The pre-registration system Baker administration officials installed last month has put hundreds of thousands of residents in the queue for shots even before they were eligible.
As of last week, over 1.6 million had pre-registered at mass vaccination sites and a half dozen regional vaccination centers, said Kate Reilly, spokeswoman for the state’s COVID-19 Response Command Center. More than 1 million of those have been contacted to schedule appointments, she said, while about 300,000 others had dropped their registration, often because they found vaccination slots through their own physicians or through local pharmacies.
State officials and injection site operators have already begun targeting outreach efforts to hesitant residents. Vaccinators have been sending doses from the Hynes to “pop-up” vaccination sites in Chelsea, Revere, New Bedford, Fall River, and Boston neighborhoods such as East Boston, Roxbury, and Mattapan.
And, the Baker administration said it was working with the Boston Red Sox and community organizations to sponsor “Red Sox Week” at the Hynes, reserving 20,000 first doses of vaccine at the site this week for communities of color.
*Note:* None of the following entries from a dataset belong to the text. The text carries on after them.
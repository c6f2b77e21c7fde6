//! Reference resolver (C5, §4.5).
//!
//! Resolves a bare-identifier [`Reference`] by walking its scope chain
//! outward, honoring hoisting (§4.2) and import redirection. References
//! carrying a [`ReceiverChain`] (`a.b.c()`) are delegated whole to
//! [`receiver::resolve_receiver`] (C6), since a receiver's head is itself
//! resolved through this module's scope walk before C6 takes over the
//! member-access part.

pub mod receiver;

use crate::file_index::FileIndex;
use crate::reference::{Reference, UnresolvedCategory};
use crate::registry::ProjectSnapshot;
use crate::scope::Scope;
use crate::symbol::{Definition, DefinitionKind};
use crate::types::{Location, ScopeId, SymbolId};
use serde::{Deserialize, Serialize};
use tracing::trace;

/// §4.5's rank order, declared best to worst. `Ord` is derived from
/// declaration order, so sorting a candidate list ascending puts the best
/// match first.
#[derive(Debug, Clone, Copy, PartialEq, Eq, PartialOrd, Ord, Serialize, Deserialize)]
pub enum ResolutionRank {
    Local,
    Parameter,
    EnclosingClosure,
    Module,
    NamedImport,
    NamespaceMember,
    WildcardReexport,
}

/// What a reference resolved to: either a concrete definition, or a
/// namespace handle whose further member access is resolved by walking a
/// foreign file's exports / a Rust qualified-path prefix (§4.6 "namespace
/// member access") rather than a `member_index` lookup.
#[derive(Debug, Clone, PartialEq, Eq)]
pub enum ResolutionTarget {
    Symbol(SymbolId),
    Namespace(NamespaceHandle),
}

#[derive(Debug, Clone, PartialEq, Eq)]
pub enum NamespaceHandle {
    /// TS/JS `import * as ns from './other'`, Python `import pkg[.sub]`.
    File(crate::types::FilePath),
    /// Rust `use crate::m;` / inline `mod m` qualified-path prefix, already
    /// stripped of any leading `crate::`/`self::`/`super::`.
    RustPath(Box<str>),
}

#[derive(Debug, Clone, PartialEq, Eq)]
pub struct Resolution {
    pub target: ResolutionTarget,
    pub rank: ResolutionRank,
}

impl Resolution {
    pub fn symbol(&self) -> Option<&SymbolId> {
        match &self.target {
            ResolutionTarget::Symbol(id) => Some(id),
            ResolutionTarget::Namespace(_) => None,
        }
    }
}

/// The result of resolving one reference: zero or more candidates plus,
/// when empty, the category a caller should record as a diagnostic (§7
/// `UnresolvedReference`).
#[derive(Debug, Clone, Default)]
pub struct ResolutionOutcome {
    pub resolutions: Vec<Resolution>,
    pub category: Option<UnresolvedCategory>,
}

impl ResolutionOutcome {
    pub fn resolved(target: ResolutionTarget, rank: ResolutionRank) -> Self {
        Self {
            resolutions: vec![Resolution { target, rank }],
            category: None,
        }
    }

    pub fn ambiguous(ids: Vec<SymbolId>) -> Self {
        Self {
            resolutions: ids
                .into_iter()
                .map(|id| Resolution {
                    target: ResolutionTarget::Symbol(id),
                    rank: ResolutionRank::NamedImport,
                })
                .collect(),
            category: Some(UnresolvedCategory::Ambiguous),
        }
    }

    pub fn unresolved(category: UnresolvedCategory) -> Self {
        Self {
            resolutions: Vec::new(),
            category: Some(category),
        }
    }

    pub fn is_resolved(&self) -> bool {
        !self.resolutions.is_empty()
    }
}

/// Entry point: resolve one reference against its own file and the
/// project-wide snapshot.
pub fn resolve_reference(reference: &Reference, file: &FileIndex, snapshot: &ProjectSnapshot) -> ResolutionOutcome {
    trace!(name = %reference.name, file = %file.file_path.as_ref(), "resolving reference");
    if let Some(chain) = &reference.receiver_chain {
        return receiver::resolve_receiver(reference, chain, file, snapshot);
    }
    resolve_name(&reference.name, reference.scope_id, &reference.location, file, snapshot)
}

/// Resolve a bare name starting at `scope_id`, used both for plain
/// references and for the head of a receiver chain (§4.6 step 1(b)).
pub(crate) fn resolve_name(
    name: &str,
    scope_id: ScopeId,
    at: &Location,
    file: &FileIndex,
    snapshot: &ProjectSnapshot,
) -> ResolutionOutcome {
    let chain = file.scopes.walk_to_root(scope_id);
    let module_scope = file.scopes.root();

    for (depth, &sid) in chain.iter().enumerate() {
        let scope = file.scopes.get(sid);
        let is_module_scope = sid == module_scope;

        let mut hits: Vec<&Definition> = scope
            .defs
            .iter()
            .filter_map(|id| file.definition(id))
            .filter(|d| d.name.as_ref() == name)
            .filter(|d| Scope::hoists(d.kind) || is_visible_by_position(d, at))
            .collect();
        hits.sort_by_key(|d| (d.location.start_line, d.location.start_col));

        let Some(def) = hits.first() else {
            continue;
        };

        if def.kind == DefinitionKind::ImportBinding {
            return resolve_import_binding(def, file, snapshot);
        }

        let rank = rank_for(depth, def.kind, is_module_scope);
        return ResolutionOutcome::resolved(ResolutionTarget::Symbol(def.id.clone()), rank);
    }

    let category = if file.imports.iter().any(|i| i.kind == crate::imports::ImportKind::WildcardReexport) {
        UnresolvedCategory::External
    } else {
        UnresolvedCategory::Unbound
    };
    trace!(name, ?category, "name did not resolve in any enclosing scope");
    ResolutionOutcome::unresolved(category)
}

fn is_visible_by_position(def: &Definition, at: &Location) -> bool {
    (at.start_line, at.start_col) >= (def.location.start_line, def.location.start_col)
}

fn rank_for(depth: usize, kind: DefinitionKind, is_module_scope: bool) -> ResolutionRank {
    if is_module_scope {
        return ResolutionRank::Module;
    }
    if depth == 0 {
        match kind {
            DefinitionKind::Parameter => ResolutionRank::Parameter,
            _ => ResolutionRank::Local,
        }
    } else {
        ResolutionRank::EnclosingClosure
    }
}

/// Redirect resolution through an `import_binding` definition (§4.5 step
/// 2). Namespace bindings are returned as-is — they don't resolve further
/// here, C6 walks the remainder of a receiver chain against them instead.
fn resolve_import_binding(def: &Definition, file: &FileIndex, snapshot: &ProjectSnapshot) -> ResolutionOutcome {
    if def.data.is_namespace {
        let Some(module) = &def.data.source_module else {
            return ResolutionOutcome::unresolved(UnresolvedCategory::Unbound);
        };
        let handle = match file.language {
            crate::parsing::Language::Rust => NamespaceHandle::RustPath(strip_rust_prefix(module).into()),
            _ => match snapshot.resolve_import_file(file.file_path.as_ref(), module, file.language) {
                Some(path) => NamespaceHandle::File(path),
                None => return ResolutionOutcome::unresolved(UnresolvedCategory::External),
            },
        };
        return ResolutionOutcome::resolved(ResolutionTarget::Namespace(handle), ResolutionRank::NamespaceMember);
    }

    let Some(module) = &def.data.source_module else {
        return ResolutionOutcome::resolved(ResolutionTarget::Symbol(def.id.clone()), ResolutionRank::NamedImport);
    };

    if file.language == crate::parsing::Language::Rust {
        let matches = snapshot.resolve_rust_qualified_path(module);
        return match matches.len() {
            0 => ResolutionOutcome::unresolved(UnresolvedCategory::Unbound),
            1 => ResolutionOutcome::resolved(ResolutionTarget::Symbol(matches[0].clone()), ResolutionRank::NamedImport),
            _ => ResolutionOutcome::ambiguous(matches.to_vec()),
        };
    }

    let foreign_name = def.data.imported_name.as_deref().unwrap_or(def.name.as_ref());
    let Some(target_file) = snapshot.resolve_import_file(file.file_path.as_ref(), module, file.language) else {
        return ResolutionOutcome::unresolved(UnresolvedCategory::External);
    };
    let Some(exports) = snapshot.exports_of(target_file.as_ref()) else {
        return ResolutionOutcome::unresolved(UnresolvedCategory::External);
    };
    match exports.get(foreign_name) {
        Some(symbol) => ResolutionOutcome::resolved(ResolutionTarget::Symbol(symbol.clone()), ResolutionRank::NamedImport),
        None => {
            // Python `from pkg import sub`: `sub` may itself name a
            // submodule file rather than an export of `pkg`'s `__init__`
            // (§4.1/§8 scenario 4). Re-classify the binding as a namespace
            // handle onto that submodule when it resolves.
            if file.language == crate::parsing::Language::Python {
                let dotted = format!("{module}.{foreign_name}");
                if let Some(submodule) = snapshot.resolve_import_file(file.file_path.as_ref(), &dotted, file.language) {
                    return ResolutionOutcome::resolved(
                        ResolutionTarget::Namespace(NamespaceHandle::File(submodule)),
                        ResolutionRank::NamespaceMember,
                    );
                }
            }
            ResolutionOutcome::unresolved(UnresolvedCategory::Unbound)
        }
    }
}

fn strip_rust_prefix(path: &str) -> &str {
    path.strip_prefix("crate::")
        .or_else(|| path.strip_prefix("self::"))
        .or_else(|| path.strip_prefix("super::"))
        .unwrap_or(path)
}

#[cfg(test)]
mod tests {
    use super::*;
    use crate::file_index::FileIndexBuilder;
    use crate::parsing::Language;
    use crate::reference::ReferenceKind;
    use crate::registry::ProjectRegistry;
    use crate::symbol::Definition;
    use crate::types::file_path;

    fn loc(path: &str, sl: u32, sc: u32, el: u32, ec: u32) -> Location {
        Location::new(file_path(path), sl, sc, el, ec)
    }

    #[test]
    fn local_variable_shadows_module_scope_function() {
        let mut b = FileIndexBuilder::new(file_path("a.py"), Language::Python, "x", loc("a.py", 1, 0, 20, 0));
        let root = b.root_scope();
        let module_fn = Definition::new(file_path("a.py"), "helper", "helper", DefinitionKind::Function, loc("a.py", 1, 0, 1, 5), root)
            .with_enclosing_range(loc("a.py", 1, 0, 1, 5));
        b.push_definition(module_fn);

        let func_scope = b.open_scope(crate::scope::ScopeKind::Function, root, loc("a.py", 5, 0, 10, 0));
        b.set_current_scope(func_scope);
        let local = Definition::new(file_path("a.py"), "helper", "helper", DefinitionKind::Variable, loc("a.py", 6, 4, 6, 10), func_scope);
        let local_id = b.push_definition(local);

        let r = Reference::new(loc("a.py", 7, 4, 7, 10), "helper", func_scope, ReferenceKind::Read);
        let idx = b.push_reference(r);
        let file = b.finish();
        let registry = ProjectRegistry::new();
        let snapshot = registry.snapshot();

        let reference = file.reference(idx).unwrap();
        let outcome = resolve_reference(reference, &file, &snapshot);
        assert_eq!(outcome.resolutions.len(), 1);
        assert_eq!(outcome.resolutions[0].symbol(), Some(&local_id));
        assert_eq!(outcome.resolutions[0].rank, ResolutionRank::Local);
    }

    #[test]
    fn unbound_reference_with_no_wildcard_import_is_unbound() {
        let mut b = FileIndexBuilder::new(file_path("a.py"), Language::Python, "x", loc("a.py", 1, 0, 20, 0));
        let root = b.root_scope();
        let r = Reference::new(loc("a.py", 2, 0, 2, 7), "missing", root, ReferenceKind::Read);
        let idx = b.push_reference(r);
        let file = b.finish();
        let registry = ProjectRegistry::new();
        let snapshot = registry.snapshot();
        let reference = file.reference(idx).unwrap();
        let outcome = resolve_reference(reference, &file, &snapshot);
        assert!(!outcome.is_resolved());
        assert_eq!(outcome.category, Some(UnresolvedCategory::Unbound));
    }
}
/// Re-locate the tree-sitter node a [`Definition`]'s `enclosing_range` was
/// captured from, by walking the freshly re-parsed tree for an exact
/// location match. Used only by `get_source_with_context`'s docstring
/// lookup, which needs the real node `LanguageProfile::docstring` expects
/// rather than a location.
fn find_node_by_location<'t>(node: tree_sitter::Node<'t>, path: &FilePath, target: &Location) -> Option<tree_sitter::Node<'t>> {
    if node.is_named() {
        let loc = node_location(path, node);
        if loc.start_line == target.start_line
            && loc.start_col == target.start_col
            && loc.end_line == target.end_line
            && loc.end_col == target.end_col
        {
            return Some(node);
        }
    }
    let mut cursor = node.walk();
    for child in node.children(&mut cursor) {
        if let Some(found) = find_node_by_location(child, path, target) {
            return Some(found);
        }
    }
    None
}

#[cfg(test)]
mod tests {
    use super::*;
    use std::fs;
    use tempfile::TempDir;

    #[test]
    fn update_file_then_get_index_single_file_round_trips() {
        let engine = Engine::new();
        engine.update_file("a.rs", "fn add(a: i32, b: i32) -> i32 { a + b }");
        let index = engine.get_index_single_file("a.rs").expect("indexed");
        assert!(index.defs.iter().any(|d| d.name.as_ref() == "add"));
    }

    #[test]
    fn update_file_is_idempotent_at_the_snapshot_level_p3() {
        let engine = Engine::new();
        let src = "def f():\n    return 1\n";
        engine.update_file("a.py", src);
        let first = engine.get_stats();
        engine.update_file("a.py", src);
        let second = engine.get_stats();
        assert_eq!(first.definition_count, second.definition_count);
        assert_eq!(first.reference_count, second.reference_count);
    }

    #[test]
    fn remove_then_update_matches_fresh_update_p4() {
        let engine = Engine::new();
        engine.update_file("a.py", "def f():\n    return 1\n");
        engine.update_file("b.py", "def g():\n    return 2\n");
        engine.remove_file("a.py");
        engine.update_file("a.py", "def f():\n    return 1\n");
        let mixed = engine.get_stats();

        let fresh = Engine::new();
        fresh.update_file("a.py", "def f():\n    return 1\n");
        fresh.update_file("b.py", "def g():\n    return 2\n");
        let baseline = fresh.get_stats();

        assert_eq!(mixed.definition_count, baseline.definition_count);
        assert_eq!(mixed.file_count, baseline.file_count);
    }

    #[test]
    fn call_graph_is_cached_until_a_file_goes_dirty() {
        let engine = Engine::new();
        engine.update_file("a.rs", "fn main() { helper(); }\nfn helper() {}\n");
        let first = engine.get_call_graph();
        let second = engine.get_call_graph();
        assert!(Arc::ptr_eq(&first, &second));

        engine.update_file("b.rs", "fn other() {}\n");
        let third = engine.get_call_graph();
        assert!(!Arc::ptr_eq(&first, &third));
    }

    #[test]
    fn get_source_code_extracts_the_enclosing_range() {
        let engine = Engine::new();
        let src = "fn add(a: i32, b: i32) -> i32 {\n    a + b\n}\n";
        engine.update_file("a.rs", src);
        let index = engine.get_index_single_file("a.rs").unwrap();
        let def = index.defs.iter().find(|d| d.name.as_ref() == "add").unwrap();
        let code = engine.get_source_code(def, None).expect("source available");
        assert!(code.starts_with("fn add"));
        assert!(code.ends_with('}'));
    }

    #[test]
    fn initialize_walks_a_directory_and_indexes_supported_files() {
        let dir = TempDir::new().unwrap();
        fs::write(dir.path().join("main.rs"), "fn main() {}\n").unwrap();
        fs::write(dir.path().join("util.py"), "def helper():\n    pass\n").unwrap();
        fs::write(dir.path().join("README.md"), "# not indexed\n").unwrap();

        let engine = Engine::new();
        engine.initialize(dir.path(), &[]).expect("initialize succeeds");
        let stats = engine.get_stats();
        assert_eq!(stats.file_count, 2);
    }

    #[test]
    fn get_stats_counts_unresolved_references() {
        let engine = Engine::new();
        engine.update_file("a.py", "def f():\n    missing_name()\n");
        let stats = engine.get_stats();
        assert!(stats.unresolved_reference_count >= 1);
    }
}
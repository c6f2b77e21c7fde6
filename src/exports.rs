//! Exports (§3 "Export").

use crate::types::SymbolId;
use serde::{Deserialize, Serialize};

#[derive(Debug, Clone, PartialEq, Eq, Serialize, Deserialize)]
pub struct Export {
    pub exported_name: Box<str>,
    /// Set for a direct export of a local definition; `None` for a
    /// re-export whose target is resolved through `source_module` instead.
    pub local_symbol_id: Option<SymbolId>,
    /// Set for `export { x } from './other'` and `export * from './other'`.
    pub source_module: Option<Box<str>>,
}

impl Export {
    pub fn local(exported_name: impl Into<Box<str>>, symbol: SymbolId) -> Self {
        Self {
            exported_name: exported_name.into(),
            local_symbol_id: Some(symbol),
            source_module: None,
        }
    }

    pub fn reexport(exported_name: impl Into<Box<str>>, source_module: impl Into<Box<str>>) -> Self {
        Self {
            exported_name: exported_name.into(),
            local_symbol_id: None,
            source_module: Some(source_module.into()),
        }
    }

    pub fn is_reexport(&self) -> bool {
        self.source_module.is_some()
    }
}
To inoculate the people who are most hesitant to get the vaccine, Lynn health center’s Mahaniah said, “you will have to meet them where they are at, both philosophically and logistically.” In Lynn, he said, his health center is preparing to expand pop-up and mobile vaccine clinics, along with a door-to-door campaign.
The challenge Massachusetts will face in the coming weeks as supply begins to exceed demand is already surfacing in other states. New Hampshire is allowing out-of-state residents to be vaccinated there as of Monday, with Governor Chris Sununu citing an abundance of supply.
In Mississippi, tens of thousands of doses sat unwanted this month. And in Texas, vaccines are available at pharmacies in rural areas, even as city CVS locations remain booked.
In the big cities, “it’s a nightmare” to find a vaccine, said Kelly Cheek, a director of the Texas Rural Health Association. “But if you’re willing to drive three or four hours, you can find it.”
At several affiliates of North Country Healthcare, which serves a mostly rural patient population across New Hampshire, which has already expanded its eligibility to all adults, the last two weeks have marked a surprising shift, administrators said.
At first, the problem was inadequate supply: Providers had the capacity to administer five or 10 times as many doses of vaccine as they were receiving, said James Patry the system’s director of patient experience. Patients had to wait to book slots.
Now, as supply increases and hesitancy persists, Patry said, the hospital has a new challenge: “lack of arms to put the vaccine into.”
But on Patriots’ Day in Massachusetts, no one expects a shortage of arms just yet, and Martinez believes the state’s mass vaccination sites can handle the surge in traffic.
“We want to be ready to ride that wave,” he said.